As you mentioned, it ships in every major browser, most OSes, and a number of extremely popular instances of consumer software. If that's still a "toy" I don't know what isn't…
It's fast, simple, and easy. Perhaps my favorite feature is that backups are just a copy (in fact, when I'm debugging an app, I often copy the database into a temp directory and go to town).
I totally agree that SQLite is a great first option for startups. If your database will fit on your filesystem (gigabytes, not terabytes), it'll probably do really well. It's really easy to switch to something like Postgres later, and it's really nice to not have to worry about the complexities of a database server until you actually need them (e.g. you're considering hiring dedicated IT/DBA staff instead of just developers). And there's a good chance you'll never need anything other than SQLite.
Which is mostly the reason why I created RediSQL, to allow a more widespread use of it also in "modern"/"cloud native" application where you want to just connect to a database via the network, ideally through common API like the Redis one.
It has the great benefit, that if you create your database in memory is crazy fast, and it retains the persistency properties of Redis, which are good enough in most cases.
Sorry for the annoyance!
Modern startups need their services to be available, and this is difficult to achieve with SQLite because you can't run long database migrations without blocking writes during the migration. Personally, I'd use SQLite more often if there was a good solution to this (and also DROP COLUMN).
- I'm not sure I agree that the delay of the blocking write from a migration is so long as to cause significant (if any) damage to the business.
- If SQLite makes development and deployment easier (I think it does), this becomes a tradeoff between a deployment downtime/partial operation window likely on the order of milliseconds and hours of time spent setting up/managing the alternatives.
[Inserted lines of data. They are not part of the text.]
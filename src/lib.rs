//! # NanoBroker — zero-copy broadcast bus over shared memory
//!
//! A **single-producer / multi-consumer** broadcast channel for moving
//! fixed-layout records (for example video frames of several megabytes)
//! between unrelated processes on one host, with zero copies through the
//! publish path: the producer writes records directly into mapped shared
//! memory, and consumers observe the same bytes through views into that
//! mapping.
//!
//! # Features
//!
//! * **Lock-free** publish and read paths over POSIX shared memory
//! * **Sequence + state handshake** so readers detect slot reuse without
//!   locks, even under the overwrite policy
//! * **Per-consumer tails** — up to 16 registered consumers, each reading
//!   at its own pace
//! * **Heartbeat-driven eviction** — a frozen consumer never blocks the
//!   producer for longer than a configurable timeout
//! * **Producer-restart recovery** — a random per-producer epoch lets
//!   consumers detect re-initialization and resynchronize
//! * **Cache-friendly** layout (every shared scalar on its own cache line)
//! * Zero allocations after attachment
//!
//! # Roles
//!
//! * [`Producer`] creates the segment and runs `prepare_publish → fill →
//!   commit_publish`.
//! * [`Consumer`] attaches under a caller-chosen id and runs `peek → use →
//!   release`; [`Consumer::wait_and_peek`] adds a spin → yield → sleep
//!   wait ladder.
//! * [`Admin`] attaches inertly for [`Admin::stats`],
//!   [`Admin::force_disconnect`], and cleanup via [`unlink`].
//!
//! Records must be trivially relocatable (`Copy`, no heap pointers).
//! Inline text fields use [`FixedStr`].
//!
//! # Quick example
//!
//! ```ignore
//! use nanobroker::{Consumer, Producer, Settings};
//!
//! #[derive(Clone, Copy)]
//! #[repr(C)]
//! struct Sample { frame_id: u64, value: f64 }
//!
//! // producer process
//! let mut tx = Producer::<Sample, 30>::create("telemetry", Settings::default())?;
//! if let Some(slot) = tx.prepare_publish(2_000) {
//!     slot.frame_id = 1;
//!     slot.value = 0.5;
//!     tx.commit_publish();
//! }
//!
//! // consumer process
//! let mut rx = Consumer::<Sample, 30>::attach("telemetry", 0, Settings::default())?;
//! if let Some(sample) = rx.peek()? {
//!     println!("frame {}", sample.frame_id);
//! }
//! rx.release();
//! ```
//!
//! # Overflow policies
//!
//! When the next write would clobber a slot a live consumer has not read
//! yet, [`Settings::overflow_policy`] decides:
//!
//! * [`OverflowPolicy::Block`] — `prepare_publish` reports "full" and the
//!   producer retries. A consumer that keeps up sees every record in
//!   publication order with no gaps.
//! * [`OverflowPolicy::OverwriteOld`] — the lagging consumer's tail is
//!   pushed past the slot. The consumer observes a gapped but strictly
//!   ordered subsequence and never a torn payload: each slot carries a
//!   sequence counter read before and after the payload, and a mismatch
//!   means the slot was overwritten mid-read and must be skipped.
//!
//! # Liveness
//!
//! No operation blocks on a wait primitive held by another process. The
//! producer's progress never depends on any single consumer: a consumer
//! whose heartbeat (refreshed by its own `peek`/`release` calls) grows
//! older than the publish timeout is evicted on the spot.

#[cfg(not(unix))]
compile_error!("This crate only supports Unix-like operating systems.");

mod layout;
mod mmap;
mod utils;

pub mod broker;
pub mod error;
pub mod text;

pub use broker::{
    Admin, ChannelStats, Consumer, ConsumerStats, OverflowPolicy, Producer, Settings, unlink,
};
pub use error::{Error, Result};
pub use layout::MAX_CONSUMERS;
pub use text::FixedStr;
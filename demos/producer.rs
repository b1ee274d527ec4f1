//! Streams synthetic video frames into a shared-memory channel.
//!
//! Renders a moving bar directly into the ring slot returned by
//! `prepare_publish` — no staging buffer, no copy on the publish path.

use std::time::{Duration, SystemTime, UNIX_EPOCH};

use clap::Parser;
use nanobroker::{OverflowPolicy, Producer, Settings};

#[path = "protocol.rs"]
mod protocol;
use protocol::{CHANNELS, MAX_HEIGHT, MAX_WIDTH, RING_SLOTS, VideoFrame};

#[derive(Parser, Debug)]
#[command(version, about = "Publishes synthetic video frames to a shared-memory channel", long_about = None)]
struct Args {
    /// Topic name of the shared-memory channel.
    #[arg(short, long, default_value = protocol::TOPIC)]
    topic: String,

    /// Frame period in milliseconds.
    #[arg(short, long, default_value_t = 33)]
    period_ms: u64,

    /// Number of frames to publish; 0 streams forever.
    #[arg(short = 'n', long, default_value_t = 0)]
    count: u64,

    /// Producer id stamped into each frame.
    #[arg(long, default_value_t = 0)]
    id: u32,
}

fn main() -> nanobroker::Result<()> {
    env_logger::init();
    let args = Args::parse();

    let settings = Settings {
        overflow_policy: OverflowPolicy::OverwriteOld,
        ..Settings::default()
    };
    let mut tx = Producer::<VideoFrame, RING_SLOTS>::create(&args.topic, settings)?;
    println!(
        "[producer {}] streaming {}x{} frames on {:?} every {} ms",
        args.id, MAX_WIDTH, MAX_HEIGHT, args.topic, args.period_ms
    );

    let mut frame_id = 0u64;
    let mut bar_x = 0usize;
    loop {
        match tx.prepare_publish(2_000) {
            Some(frame) => {
                frame_id += 1;
                render_bar(frame, bar_x);
                bar_x = (bar_x + 5) % MAX_WIDTH;

                frame.producer_id = args.id;
                frame.frame_id = frame_id;
                frame.width = MAX_WIDTH as u32;
                frame.height = MAX_HEIGHT as u32;
                frame.channels = CHANNELS as u32;
                frame.data_len = (MAX_WIDTH * MAX_HEIGHT * CHANNELS) as u64;
                frame.format.set("BGR");
                frame.timestamp_ns = SystemTime::now()
                    .duration_since(UNIX_EPOCH)
                    .map(|d| d.as_nanos() as i64)
                    .unwrap_or(0);

                tx.commit_publish();
                if frame_id % 30 == 0 {
                    println!("[producer {}] sent frame {}", args.id, frame_id);
                }
            }
            None => {
                println!("[producer {}] ring full, waiting for consumers", args.id);
            }
        }

        if args.count != 0 && frame_id >= args.count {
            break;
        }
        std::thread::sleep(Duration::from_millis(args.period_ms));
    }

    println!("[producer {}] done after {} frames", args.id, frame_id);
    Ok(())
}

/// Paints a black frame with a white vertical bar at `bar_x`.
fn render_bar(frame: &mut VideoFrame, bar_x: usize) {
    frame.pixels.fill(0);
    for y in 0..MAX_HEIGHT {
        for x in bar_x..(bar_x + 10).min(MAX_WIDTH) {
            let at = (y * MAX_WIDTH + x) * CHANNELS;
            frame.pixels[at..at + CHANNELS].fill(0xFF);
        }
    }
}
With really robust systems like Postgres out there this is a pretty weak argument on my part, but there is at least something there.
- As I've also mentioned elsewhere, a high read-to-write workload would be less affected by this problem. If your startup produces aggregated business analytics dashboards for manufacturing plant stakeholders for example, your data set could be completely static.
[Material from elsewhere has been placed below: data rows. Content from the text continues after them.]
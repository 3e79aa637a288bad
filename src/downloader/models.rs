// Common data models for the quality-constrained downloader

use std::fmt;
use std::path::PathBuf;
use std::str::FromStr;

use serde::{Deserialize, Serialize};

use super::errors::{ConfigError, ExtractionError};

/// Lowest height the resolver accepts
pub const MIN_TARGET_HEIGHT: u32 = 144;
/// Highest height the resolver accepts (8K)
pub const MAX_TARGET_HEIGHT: u32 = 4320;
/// Height used when nothing is requested
pub const DEFAULT_TARGET_HEIGHT: u32 = 720;

/// How strictly the achieved height must match the target
#[derive(Debug, Clone, Copy, PartialEq, Eq, Default, Serialize, Deserialize)]
#[serde(rename_all = "snake_case")]
pub enum QualityPolicy {
    /// Exact target height first, then a flagged fallback at or below it
    #[default]
    Strict,
    /// Anything at or below the target is fine
    BestEffort,
}

impl QualityPolicy {
    pub fn as_str(&self) -> &'static str {
        match self {
            Self::Strict => "strict",
            Self::BestEffort => "best_effort",
        }
    }
}

impl fmt::Display for QualityPolicy {
    fn fmt(&self, f: &mut fmt::Formatter<'_>) -> fmt::Result {
        f.write_str(self.as_str())
    }
}

impl FromStr for QualityPolicy {
    type Err = ConfigError;

    fn from_str(s: &str) -> Result<Self, Self::Err> {
        match s.trim().to_ascii_lowercase().as_str() {
            "strict" => Ok(Self::Strict),
            "best_effort" => Ok(Self::BestEffort),
            _ => Err(ConfigError::InvalidPolicy {
                source_name: "quality policy",
                value: s.to_string(),
            }),
        }
    }
}

/// Validated target height plus policy. Immutable once built.
#[derive(Debug, Clone, Copy, PartialEq, Eq, Serialize)]
pub struct TargetQualitySpec {
    height: u32,
    policy: QualityPolicy,
}

impl TargetQualitySpec {
    pub fn new(height: u32, policy: QualityPolicy) -> Result<Self, ConfigError> {
        if !(MIN_TARGET_HEIGHT..=MAX_TARGET_HEIGHT).contains(&height) {
            return Err(ConfigError::HeightOutOfRange {
                source_name: "target quality",
                value: height,
                min: MIN_TARGET_HEIGHT,
                max: MAX_TARGET_HEIGHT,
            });
        }
        Ok(Self { height, policy })
    }

    pub fn height(&self) -> u32 {
        self.height
    }

    pub fn policy(&self) -> QualityPolicy {
        self.policy
    }
}

impl Default for TargetQualitySpec {
    fn default() -> Self {
        Self {
            height: DEFAULT_TARGET_HEIGHT,
            policy: QualityPolicy::Strict,
        }
    }
}

impl fmt::Display for TargetQualitySpec {
    fn fmt(&self, f: &mut fmt::Formatter<'_>) -> fmt::Result {
        write!(f, "{}p", self.height)
    }
}

/// Backend client identifier (e.g. "web", "ios"), or auto when `None`
#[derive(Debug, Clone, PartialEq, Eq, Hash, Default, Serialize)]
#[serde(transparent)]
pub struct ClientCandidate(Option<String>);

impl ClientCandidate {
    /// Let the backend pick its own client
    pub fn auto() -> Self {
        Self(None)
    }

    pub fn named(name: impl Into<String>) -> Self {
        Self(Some(name.into()))
    }

    pub fn name(&self) -> Option<&str> {
        self.0.as_deref()
    }
}

impl fmt::Display for ClientCandidate {
    fn fmt(&self, f: &mut fmt::Formatter<'_>) -> fmt::Result {
        f.write_str(self.name().unwrap_or("auto"))
    }
}

/// Credential source used for one attempt
#[derive(Debug, Clone, PartialEq, Eq, Hash, Serialize)]
#[serde(tag = "kind", content = "browser", rename_all = "snake_case")]
pub enum AuthContext {
    NoAuth,
    /// Cookies imported from the named browser's store
    CookieSource(String),
}

impl AuthContext {
    pub fn browser(&self) -> Option<&str> {
        match self {
            Self::NoAuth => None,
            Self::CookieSource(browser) => Some(browser),
        }
    }

    /// Short label used in logs ("none", "cookies:chrome")
    pub fn label(&self) -> String {
        match self {
            Self::NoAuth => "none".to_string(),
            Self::CookieSource(browser) => format!("cookies:{}", browser),
        }
    }
}

impl fmt::Display for AuthContext {
    fn fmt(&self, f: &mut fmt::Formatter<'_>) -> fmt::Result {
        f.write_str(&self.label())
    }
}

/// One (client, auth) pair from the plan
#[derive(Debug, Clone, PartialEq, Eq)]
pub struct Attempt {
    pub client: ClientCandidate,
    pub auth: AuthContext,
}

impl Attempt {
    pub fn new(client: ClientCandidate, auth: AuthContext) -> Self {
        Self { client, auth }
    }
}

/// Ordered attempts for one download request
#[derive(Debug, Clone, PartialEq, Eq, Default)]
pub struct AttemptPlan {
    attempts: Vec<Attempt>,
}

impl AttemptPlan {
    pub fn new(attempts: Vec<Attempt>) -> Self {
        Self { attempts }
    }

    pub fn attempts(&self) -> &[Attempt] {
        &self.attempts
    }

    pub fn len(&self) -> usize {
        self.attempts.len()
    }

    pub fn is_empty(&self) -> bool {
        self.attempts.is_empty()
    }

    pub fn get(&self, index: usize) -> Option<&Attempt> {
        self.attempts.get(index)
    }
}

/// Quality-selection mode: a named format selector and its acceptance rule
#[derive(Debug, Clone, PartialEq, Eq)]
pub struct QualityMode {
    pub name: &'static str,
    pub selector: String,
    pub requires_exact_match: bool,
}

/// Parameters for one backend invocation
#[derive(Debug, Clone, PartialEq, Eq)]
pub struct ExtractionRequest {
    pub url: String,
    pub format_selector: String,
    pub client: Option<String>,
    pub cookie_browser: Option<String>,
}

/// One stream the backend fetched (video or audio part of a merge)
#[derive(Debug, Clone, Default, PartialEq, Eq)]
pub struct StreamRecord {
    pub format_id: Option<String>,
    pub height: Option<u32>,
}

/// What the backend reports about a finished download.
///
/// Every field is optional; the executor resolves height, format and
/// artifact path with a fixed precedence:
/// - height: `height`, then the highest `streams[].height`, then a media probe
/// - format: `format_id`, then `streams[].format_id` joined with `+`
/// - path: the first `reported_paths` entry that exists, then the output
///   directory diff
#[derive(Debug, Clone, Default, PartialEq, Eq)]
pub struct ExtractionResult {
    pub height: Option<u32>,
    pub streams: Vec<StreamRecord>,
    pub reported_paths: Vec<PathBuf>,
    pub format_id: Option<String>,
}

impl ExtractionResult {
    pub fn metadata_height(&self) -> Option<u32> {
        self.height
            .or_else(|| self.streams.iter().filter_map(|s| s.height).max())
    }

    pub fn resolved_format_id(&self) -> Option<String> {
        if let Some(id) = self.format_id.as_ref().filter(|id| !id.is_empty()) {
            return Some(id.clone());
        }
        let ids: Vec<&str> = self
            .streams
            .iter()
            .filter_map(|s| s.format_id.as_deref())
            .filter(|id| !id.is_empty())
            .collect();
        if ids.is_empty() {
            None
        } else {
            Some(ids.join("+"))
        }
    }
}

/// Caller-facing download request. Every field except `url` is optional and
/// falls back to captured environment defaults.
#[derive(Debug, Clone, Default)]
pub struct DownloadRequest {
    pub url: String,
    pub target_height: Option<u32>,
    /// Legacy alias for `target_height` (`--min-height`)
    pub legacy_height: Option<u32>,
    pub policy: Option<String>,
    pub clients: Option<Vec<String>>,
    pub cookie_browser: Option<String>,
}

impl DownloadRequest {
    pub fn new(url: impl Into<String>) -> Self {
        Self {
            url: url.into(),
            ..Default::default()
        }
    }
}

/// Final result of a successful download
#[derive(Debug, Clone, PartialEq, Eq, Serialize)]
pub struct DownloadOutcome {
    pub path: PathBuf,
    pub client: ClientCandidate,
    pub auth_context: AuthContext,
    pub achieved_height: Option<u32>,
    pub format_id: Option<String>,
    pub target_quality: u32,
    pub policy: QualityPolicy,
    pub fallback: bool,
    pub fallback_reason: Option<String>,
}

/// Result of running a single (mode, client, auth) combination
#[derive(Debug)]
pub enum AttemptOutcome {
    Success(DownloadOutcome),
    QualityRejected(String),
    RetryableError(String),
    FatalError(ExtractionError),
}

impl AttemptOutcome {
    pub fn kind(&self) -> &'static str {
        match self {
            Self::Success(_) => "success",
            Self::QualityRejected(_) => "quality_rejected",
            Self::RetryableError(_) => "retryable_error",
            Self::FatalError(_) => "fatal_error",
        }
    }
}

/// Diagnostic status of one finished attempt
#[derive(Debug, Clone, PartialEq, Eq, Serialize)]
pub struct AttemptStatus {
    pub mode: &'static str,
    pub attempt: usize,
    pub total: usize,
    pub client: String,
    pub auth: String,
    pub outcome: &'static str,
    pub retryable: bool,
    pub detail: Option<String>,
}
- WAL mode improves SQLite's resiliency to concurrent readers/writers.
- In the extreme case, you could treat SQLite as a hybrid row & JSON document store, and manage your own schemas (I do not endorse this approach), but you'd still be saving some time because you can do stuff like make use of SQLite's FTS search features, and you'd have access to other relational features that you might not get with other document stores.
All this said, SQLite is not for lots of concurrent writers, and they so themselves, but I think it can absolutely be done. More to the point, I think that SQLite can help you get something out and easily deployable, and is not hard to move off of later.
I think there's room for a lot fewer 9s for most businesses generally, provided you have enough isolation that one thing being down doesn't also take down everything else. The exceptions are mainly ones that are trying to be someone else's infrastructure.
For lots of businesses, especially early on, maintenance windows are entirely fine and perfect bigco rolling deploys to giant HA clusters and such are way overkill that introduce all kinds of costs and complexity (=risk) that could be avoided by just accepting that every now and then some part of your site/service will be down. Just have backups, know how to restore from them quickly, and make sure you have scripted from-scratch deployments that actually work (having developers build them daily or weekly for their own local work does a pretty decent job of sussing out brokenness) and you're probably fine.
[EDIT] but of course that's the opposite of Résumé Driven Development and is very Not Cool and likely to be unpopular with clueless managers.
manager: "Why's our site down?"
you: "a deployment broke, it's fine, we can restore from scratch in ten minutes flat if we have to."
versus, also you: "as you know we follow Google's best practices and use Kubernetes and blah blah blah and you see [translated from Bullshit Speak] we don't actually understand it very well and it's super complex and it shit the bed for some reason but we're fixing it, and as you know this is all best practices and Google like and such as"
Unfortunately the latter is often "safer" than the former... for one's career, not for the product or service you're providing.
And the admin overhead can be reduced by using a managed service (Amazon RDS, Google Cloud SQL, Digital Ocean Managed Databases, etc.). With a managed service, we can even go serverless for the rest of the app. With SQLite, we have to closely manage and backup our server since the data are stored on it.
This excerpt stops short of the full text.